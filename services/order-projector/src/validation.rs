//! Boundary validation
//!
//! Turns wire events into [`DomainEvent`]s before they reach the projector.
//! Rejects missing required fields, empty identities, unparsable or
//! non-positive amounts, negative timestamps and orders that trade a token
//! for itself.

use types::errors::EventError;
use types::ids::{AccountId, OrderId, TokenId};
use types::numeric::Amount;
use types::order::{Cancellation, Fill, Order};

use crate::config::AmountFormat;
use crate::events::{DomainEvent, EventKind, RawEvent};

/// Anything the projector accepts as input.
///
/// Implemented for validated [`DomainEvent`]s, raw wire events, and the
/// per-element results of [`RawEvent::from_json_batch`].
pub trait ProjectorInput {
    /// Order id carried by the input, for diagnostics on rejection.
    fn order_hint(&self) -> Option<OrderId>;

    /// Event kind carried by the input, for diagnostics on rejection.
    fn kind_hint(&self) -> Option<EventKind>;

    /// Validate into a domain event.
    fn into_domain(self, format: AmountFormat) -> Result<DomainEvent, EventError>;
}

impl ProjectorInput for DomainEvent {
    fn order_hint(&self) -> Option<OrderId> {
        Some(self.order_id())
    }

    fn kind_hint(&self) -> Option<EventKind> {
        Some(self.kind())
    }

    fn into_domain(self, _format: AmountFormat) -> Result<DomainEvent, EventError> {
        Ok(self)
    }
}

impl ProjectorInput for RawEvent {
    fn order_hint(&self) -> Option<OrderId> {
        self.order_id()
    }

    fn kind_hint(&self) -> Option<EventKind> {
        Some(self.kind())
    }

    fn into_domain(self, format: AmountFormat) -> Result<DomainEvent, EventError> {
        validate(self, format)
    }
}

impl ProjectorInput for Result<RawEvent, EventError> {
    fn order_hint(&self) -> Option<OrderId> {
        self.as_ref().ok().and_then(RawEvent::order_id)
    }

    fn kind_hint(&self) -> Option<EventKind> {
        self.as_ref().ok().map(RawEvent::kind)
    }

    fn into_domain(self, format: AmountFormat) -> Result<DomainEvent, EventError> {
        self.and_then(|raw| validate(raw, format))
    }
}

/// Validate a raw event.
pub fn validate(raw: RawEvent, format: AmountFormat) -> Result<DomainEvent, EventError> {
    match raw {
        RawEvent::Created {
            order_id,
            creator,
            token_get,
            amount_get,
            token_give,
            amount_give,
            ledger_timestamp,
        } => {
            let order = Order::new(
                OrderId::new(require(order_id, "orderId")?),
                account(require(creator, "creator")?, "creator")?,
                token(require(token_get, "tokenGet")?, "tokenGet")?,
                amount(&require(amount_get, "amountGet")?, "amountGet", format)?,
                token(require(token_give, "tokenGive")?, "tokenGive")?,
                amount(&require(amount_give, "amountGive")?, "amountGive", format)?,
                timestamp(ledger_timestamp)?,
            )?;
            Ok(DomainEvent::Created(order))
        }
        RawEvent::Filled {
            order_id,
            filler,
            ledger_timestamp,
        } => Ok(DomainEvent::Filled(Fill {
            order_id: OrderId::new(require(order_id, "orderId")?),
            filler: account(require(filler, "filler")?, "filler")?,
            ledger_timestamp: timestamp(ledger_timestamp)?,
        })),
        RawEvent::Cancelled {
            order_id,
            cancelled_by,
            ledger_timestamp,
        } => Ok(DomainEvent::Cancelled(Cancellation {
            order_id: OrderId::new(require(order_id, "orderId")?),
            cancelled_by: cancelled_by
                .map(|by| account(by, "cancelledBy"))
                .transpose()?,
            ledger_timestamp: timestamp(ledger_timestamp)?,
        })),
    }
}

fn require<T>(value: Option<T>, field: &'static str) -> Result<T, EventError> {
    value.ok_or(EventError::MissingField { field })
}

fn account(value: String, field: &'static str) -> Result<AccountId, EventError> {
    AccountId::try_new(value).map_err(|_| EventError::EmptyIdentity { field })
}

fn token(value: String, field: &'static str) -> Result<TokenId, EventError> {
    TokenId::try_new(value).map_err(|_| EventError::EmptyIdentity { field })
}

fn amount(value: &str, field: &'static str, format: AmountFormat) -> Result<Amount, EventError> {
    let parsed = match format {
        AmountFormat::Decimal => Amount::parse(value),
        AmountFormat::BaseUnits { decimals } => Amount::from_base_units(value, decimals),
    };
    parsed.map_err(|e| EventError::from_amount(field, e))
}

fn timestamp(value: Option<i64>) -> Result<i64, EventError> {
    let ts = require(value, "ledgerTimestamp")?;
    if ts < 0 {
        return Err(EventError::NegativeTimestamp { value: ts });
    }
    Ok(ts)
}

#[cfg(test)]
mod tests {
    use super::*;
    use rust_decimal::Decimal;

    fn raw_created(amount_get: Option<&str>, amount_give: Option<&str>) -> RawEvent {
        RawEvent::Created {
            order_id: Some(1),
            creator: Some("0xmaker".to_string()),
            token_get: Some("0xtoken".to_string()),
            amount_get: amount_get.map(str::to_string),
            token_give: Some(TokenId::NATIVE_ADDRESS.to_string()),
            amount_give: amount_give.map(str::to_string),
            ledger_timestamp: Some(1_000),
        }
    }

    #[test]
    fn test_valid_created() {
        let event = validate(raw_created(Some("1"), Some("2")), AmountFormat::Decimal).unwrap();
        match event {
            DomainEvent::Created(order) => {
                assert_eq!(order.id, OrderId::new(1));
                assert_eq!(order.price().as_decimal(), Decimal::from(2));
            }
            other => panic!("Expected Created, got {:?}", other),
        }
    }

    #[test]
    fn test_missing_amount_rejected() {
        let err = validate(raw_created(None, Some("2")), AmountFormat::Decimal).unwrap_err();
        assert_eq!(err, EventError::MissingField { field: "amountGet" });
    }

    #[test]
    fn test_non_positive_amount_rejected() {
        let err = validate(raw_created(Some("1"), Some("0")), AmountFormat::Decimal).unwrap_err();
        assert_eq!(
            err,
            EventError::NonPositiveAmount {
                field: "amountGive",
                value: "0".to_string()
            }
        );

        let err = validate(raw_created(Some("-3"), Some("1")), AmountFormat::Decimal).unwrap_err();
        assert!(matches!(err, EventError::NonPositiveAmount { field: "amountGet", .. }));
    }

    #[test]
    fn test_base_unit_amounts() {
        let format = AmountFormat::BaseUnits { decimals: 18 };
        let event = validate(
            raw_created(Some("1000000000000000000"), Some("500000000000000000")),
            format,
        )
        .unwrap();
        match event {
            DomainEvent::Created(order) => {
                assert_eq!(order.amount_get.as_decimal(), Decimal::ONE);
                assert_eq!(order.price().as_decimal(), Decimal::new(5, 1));
            }
            other => panic!("Expected Created, got {:?}", other),
        }

        // Decimal strings are not base units.
        let err = validate(raw_created(Some("1.5"), Some("1")), format).unwrap_err();
        assert!(matches!(err, EventError::InvalidAmount { field: "amountGet", .. }));
    }

    #[test]
    fn test_fill_requires_filler() {
        let raw = RawEvent::Filled {
            order_id: Some(1),
            filler: None,
            ledger_timestamp: Some(10),
        };
        assert_eq!(
            validate(raw, AmountFormat::Decimal).unwrap_err(),
            EventError::MissingField { field: "filler" }
        );
    }

    #[test]
    fn test_cancel_without_actor_is_valid() {
        let raw = RawEvent::Cancelled {
            order_id: Some(1),
            cancelled_by: None,
            ledger_timestamp: Some(10),
        };
        let event = validate(raw, AmountFormat::Decimal).unwrap();
        assert_eq!(event.kind(), EventKind::Cancelled);
    }

    #[test]
    fn test_bad_identity_and_timestamp_rejected() {
        let raw = RawEvent::Cancelled {
            order_id: Some(1),
            cancelled_by: Some("".to_string()),
            ledger_timestamp: Some(10),
        };
        assert_eq!(
            validate(raw, AmountFormat::Decimal).unwrap_err(),
            EventError::EmptyIdentity { field: "cancelledBy" }
        );

        let raw = RawEvent::Filled {
            order_id: Some(1),
            filler: Some("0xtaker".to_string()),
            ledger_timestamp: Some(-1),
        };
        assert_eq!(
            validate(raw, AmountFormat::Decimal).unwrap_err(),
            EventError::NegativeTimestamp { value: -1 }
        );
    }

    #[test]
    fn test_same_token_rejected() {
        let raw = RawEvent::Created {
            order_id: Some(1),
            creator: Some("0xmaker".to_string()),
            token_get: Some("0xtoken".to_string()),
            amount_get: Some("1".to_string()),
            token_give: Some("0xtoken".to_string()),
            amount_give: Some("1".to_string()),
            ledger_timestamp: Some(1),
        };
        assert!(matches!(
            validate(raw, AmountFormat::Decimal).unwrap_err(),
            EventError::SameToken { .. }
        ));
    }

    #[test]
    fn test_input_hints() {
        let raw = raw_created(Some("1"), None);
        assert_eq!(raw.order_hint(), Some(OrderId::new(1)));
        assert_eq!(raw.kind_hint(), Some(EventKind::Created));

        let undecodable: Result<RawEvent, EventError> = Err(EventError::Undecodable {
            reason: "bad".to_string(),
        });
        assert_eq!(undecodable.order_hint(), None);
        assert!(undecodable.into_domain(AmountFormat::Decimal).is_err());
    }
}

◆ What the task requires ◆
Find the lines of the listing that contain the string "decimals" and give how many there are, with no other words.

◆ Expected output ◆
2